The gap between fund performance and investor performance

One tool I have looked at a lot is Dalbar’s Quantitative Analysis of Investor Behavior, known by many as simply the Dalbar Report. It is a study that looks at the last 20 years of data. They have been doing this study for over 10 years. It a rolling study in that each year, they add the latest year and drop the oldest year. Then they look at how investors are doing that invest in mutual funds.

The results? Not good! At the end of 2010, the 20 year average of the S&P 500 was 9.14% while investors in mutual funds averaged 3.27%. Yikes! So does the report say WHY there is such a big gap between the index itself and investors? They claim it is investor behavior and basically their fault for only holding a given mutual fund for less than three years.

You see, Dalbar sells the report mainly to financial advisers telling them that not only must they help their clients pick good mutual funds, but they need to do a little bit of hand holding and have them stay the course when they pick a mutual fund.

I investigated criticisms of the Dalbar Report a bit, curious what members of the financial community thought of this. After all, how often have you heard these damning statistics against mutual funds? Did your HR department send this information out in an annual notice along with other news about 401K options? Didn’t think so.

It appears there is one big concern with Dalbar’s methodology. What I read was wordy, but could be summarized simply as, the first ten years were during the Great Bull Market, while the last ten years were during the Lost Decade. Strangely, this criticism seemed to attack the explanation of the gap, meaning it wasn’t 100% the investor’s fault, and that comparing these two figures was like comparing apples to oranges.

The Great Bull Market was a highly unusual time period. It stretched from 1980-2000. The equities markets grew strong during this whole period. If you had a lot of money in the markets at this point in time, you would have done well. But when 2000-2001 hit, we got a major market correction. What made things much worse, was that another correction hit in 2008. In my personal research of looking at S&P 500 data going back to the 1950s, it appears that we encounter a market correction about every 10 years, so missing one for 20 years almost demands this double correction.

But at the end of the day, what does it matter WHY there is such a gap. What is critical in putting together a wealth building plan is to look at investor performance and realize that mutual funds don’t work. This fact of there being ten good years followed by 10 flat years just proves the existence of sequence of return risk and how insidious it can be. To solve this problem, we don’t need to debate whether or not investors are to blame for their actions over the past 20 years. Instead, we need to build a plan that assumes this behavior will continue, as it has each year since Dalbar began their studies.

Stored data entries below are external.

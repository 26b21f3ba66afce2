// aggregate.rs - Reduction of pair results into per-group-pair summaries

use std::collections::BTreeMap;

use log::info;
use serde::Serialize;

use crate::core::executor::PairResult;
use crate::core::pairs::GroupPairKey;
use crate::data::GroupIndex;

/// Aggregated rates for one unordered group pair
#[derive(Debug, Clone, PartialEq, Serialize)]
pub struct GroupPairSummary {
    pub group_a: String,
    pub group_b: String,
    pub continent_a: String,
    pub continent_b: String,
    pub mean_dn: f64,
    pub mean_ds: f64,
    /// `None` when `mean_ds` is exactly zero
    pub ratio: Option<f64>,
    pub pairs: usize,
    pub failed: usize,
}

impl GroupPairSummary {
    /// Same summary with the two groups swapped.
    pub fn mirrored(&self) -> Self {
        Self {
            group_a: self.group_b.clone(),
            group_b: self.group_a.clone(),
            continent_a: self.continent_b.clone(),
            continent_b: self.continent_a.clone(),
            ..self.clone()
        }
    }

    pub fn is_within(&self) -> bool {
        self.group_a == self.group_b
    }
}

/// Fixed-point scale for rate sums: 2^-50 resolution.
const SUM_SCALE: f64 = (1u64 << 50) as f64;

/// Exact running sum of rates. Each value is rounded once onto a fixed grid,
/// after which addition is associative, so totals do not depend on the order
/// results arrive in.
#[derive(Debug, Default, Clone, Copy, PartialEq, Eq)]
struct FixedSum(i128);

impl FixedSum {
    fn add(&mut self, value: f64) {
        self.0 += (value * SUM_SCALE).round() as i128;
    }

    fn merge(&mut self, other: FixedSum) {
        self.0 += other.0;
    }

    fn mean(&self, n: usize) -> f64 {
        self.0 as f64 / SUM_SCALE / n as f64
    }
}

#[derive(Debug, Default, Clone)]
struct Accumulator {
    sum_dn: FixedSum,
    sum_ds: FixedSum,
    pairs: usize,
    failed: usize,
}

/// Collects pair outcomes by group pair as running totals. Recording order
/// does not affect the result.
#[derive(Debug, Default, Clone)]
pub struct ResultAggregator {
    entries: BTreeMap<GroupPairKey, Accumulator>,
}

impl ResultAggregator {
    pub fn new() -> Self {
        Self::default()
    }

    pub fn record(&mut self, result: &PairResult) {
        let entry = self.entries.entry(result.task.key()).or_default();
        match &result.outcome {
            Ok(rates) if rates.is_finite() => {
                entry.sum_dn.add(rates.dn);
                entry.sum_ds.add(rates.ds);
                entry.pairs += 1;
            }
            _ => entry.failed += 1,
        }
    }

    pub fn merge(&mut self, other: ResultAggregator) {
        for (key, acc) in other.entries {
            let entry = self.entries.entry(key).or_default();
            entry.sum_dn.merge(acc.sum_dn);
            entry.sum_ds.merge(acc.sum_ds);
            entry.pairs += acc.pairs;
            entry.failed += acc.failed;
        }
    }

    pub fn successes(&self) -> usize {
        self.entries.values().map(|a| a.pairs).sum()
    }

    pub fn failures(&self) -> usize {
        self.entries.values().map(|a| a.failed).sum()
    }

    /// Summaries ordered by group first-appearance order. Group pairs with
    /// no successful comparison are left out.
    pub fn finish(self, index: &GroupIndex) -> Vec<GroupPairSummary> {
        let mut summaries = Vec::with_capacity(self.entries.len());
        let mut omitted = 0usize;

        for (key, acc) in self.entries {
            if acc.pairs == 0 {
                omitted += 1;
                continue;
            }

            let mean_dn = acc.sum_dn.mean(acc.pairs);
            let mean_ds = acc.sum_ds.mean(acc.pairs);
            let ratio = if mean_ds == 0.0 { None } else { Some(mean_dn / mean_ds) };

            let a = index.group_at(key.group_a);
            let b = index.group_at(key.group_b);
            summaries.push(GroupPairSummary {
                group_a: a.name.clone(),
                group_b: b.name.clone(),
                continent_a: a.continent.clone(),
                continent_b: b.continent.clone(),
                mean_dn,
                mean_ds,
                ratio,
                pairs: acc.pairs,
                failed: acc.failed,
            });
        }

        if omitted > 0 {
            info!("{} group pairs had no successful comparison and were omitted", omitted);
        }
        summaries
    }
}

#[cfg(test)]
mod tests {
    use super::*;
    use crate::core::pairs::PairTask;
    use crate::data::groups::tests::record;
    use crate::data::GroupingMode;
    use crate::error::RateError;
    use crate::estimators::SubstitutionRates;

    fn index() -> GroupIndex {
        GroupIndex::build(
            vec![
                record("a0", "China", None, b"ATG"),
                record("a1", "China", None, b"ATG"),
                record("b0", "Japan", None, b"ATG"),
                record("b1", "Japan", None, b"ATG"),
            ],
            GroupingMode::Country,
        )
    }

    fn ok(first: usize, second: usize, dn: f64, ds: f64) -> PairResult {
        let g = |i: usize| i / 2;
        PairResult {
            task: PairTask::new(first, g(first), second, g(second)),
            outcome: Ok(SubstitutionRates::new(dn, ds)),
            attempts: 1,
        }
    }

    fn failed(first: usize, second: usize) -> PairResult {
        let g = |i: usize| i / 2;
        PairResult {
            task: PairTask::new(first, g(first), second, g(second)),
            outcome: Err(RateError::NoComparableCodons),
            attempts: 1,
        }
    }

    #[test]
    fn test_means_and_counts() {
        let mut agg = ResultAggregator::new();
        agg.record(&ok(0, 2, 0.1, 0.4));
        agg.record(&ok(0, 3, 0.3, 0.2));
        agg.record(&failed(1, 2));
        agg.record(&ok(0, 1, 0.05, 0.1));

        let summaries = agg.finish(&index());
        assert_eq!(summaries.len(), 2);

        let within = &summaries[0];
        assert_eq!((within.group_a.as_str(), within.group_b.as_str()), ("China", "China"));
        assert_eq!(within.pairs, 1);

        let between = &summaries[1];
        assert_eq!((between.group_a.as_str(), between.group_b.as_str()), ("China", "Japan"));
        assert_eq!(between.pairs, 2);
        assert_eq!(between.failed, 1);
        assert!((between.mean_dn - 0.2).abs() < 1e-12);
        assert!((between.mean_ds - 0.3).abs() < 1e-12);
        assert!((between.ratio.unwrap() - 0.2 / 0.3).abs() < 1e-12);
    }

    #[test]
    fn test_zero_ds_ratio_is_undefined() {
        let mut agg = ResultAggregator::new();
        agg.record(&ok(0, 1, 0.01, 0.0));
        let summaries = agg.finish(&index());
        assert_eq!(summaries[0].ratio, None);
        assert!(summaries[0].mean_dn > 0.0);
    }

    #[test]
    fn test_all_failed_pair_is_omitted() {
        let mut agg = ResultAggregator::new();
        agg.record(&failed(2, 3));
        agg.record(&ok(0, 2, 0.1, 0.2));
        let summaries = agg.finish(&index());
        assert_eq!(summaries.len(), 1);
        assert_eq!(summaries[0].group_b, "Japan");
        assert_eq!(summaries[0].group_a, "China");
    }

    #[test]
    fn test_order_independent() {
        let results = vec![
            ok(0, 2, 0.1, 0.3),
            ok(0, 3, 0.7, 0.11),
            ok(1, 2, 0.013, 0.9),
            ok(1, 3, 0.2, 0.0001),
            failed(0, 1),
            ok(2, 3, 0.5, 0.5),
        ];

        let mut forward = ResultAggregator::new();
        results.iter().for_each(|r| forward.record(r));

        let mut backward = ResultAggregator::new();
        results.iter().rev().for_each(|r| backward.record(r));

        let mut split_a = ResultAggregator::new();
        let mut split_b = ResultAggregator::new();
        for (i, r) in results.iter().enumerate() {
            if i % 2 == 0 {
                split_b.record(r);
            } else {
                split_a.record(r);
            }
        }
        split_a.merge(split_b);

        let expected = forward.finish(&index());
        assert_eq!(backward.finish(&index()), expected);
        assert_eq!(split_a.finish(&index()), expected);
    }

    #[test]
    fn test_fixed_sum_is_associative() {
        let values = [0.1, 0.2, 0.3, 1e-9, 2.5, 0.7];
        let mut forward = FixedSum::default();
        values.iter().for_each(|&v| forward.add(v));
        let mut backward = FixedSum::default();
        values.iter().rev().for_each(|&v| backward.add(v));
        assert_eq!(forward, backward);
        assert!((forward.mean(values.len()) - values.iter().sum::<f64>() / 6.0).abs() < 1e-12);

        let mut zero = FixedSum::default();
        zero.add(0.0);
        zero.add(0.0);
        assert_eq!(zero.mean(2), 0.0);
    }

    #[test]
    fn test_running_totals_stay_constant_in_size() {
        let mut agg = ResultAggregator::new();
        for _ in 0..10_000 {
            agg.record(&ok(0, 2, 0.1, 0.2));
        }
        agg.record(&failed(1, 3));
        assert_eq!(agg.entries.len(), 1);
        assert_eq!(agg.successes(), 10_000);
        assert_eq!(agg.failures(), 1);

        let summary = agg.finish(&index()).remove(0);
        assert_eq!(summary.pairs, 10_000);
        assert!((summary.mean_dn - 0.1).abs() < 1e-12);
        assert!((summary.ratio.unwrap() - 0.5).abs() < 1e-12);
    }

    #[test]
    fn test_mirrored() {
        let mut agg = ResultAggregator::new();
        agg.record(&ok(0, 2, 0.1, 0.2));
        let summary = agg.finish(&index()).remove(0);
        let mirror = summary.mirrored();
        assert_eq!(mirror.group_a, "Japan");
        assert_eq!(mirror.continent_b, summary.continent_a);
        assert_eq!(mirror.mean_dn, summary.mean_dn);
    }
}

We need a combination of tools that will help us build wealth without causing us to panic during down years, like rent producing real estate. Buying a handful of stocks that not only have a solid history over decades, but also involve products we fully understand would also be helpful. Finally, putting a chunk of our accumulated wealth into a EIUL, a vehicle that was designed to avoid losses as well hedge against inflation and future taxes. All of these tactics, when used together can provide a much more effective approach to building wealth. No longer are we betting on the appreciation of mutual funds, but instead accumulating assets that will yield cash for us in retirement with protection from the tax man.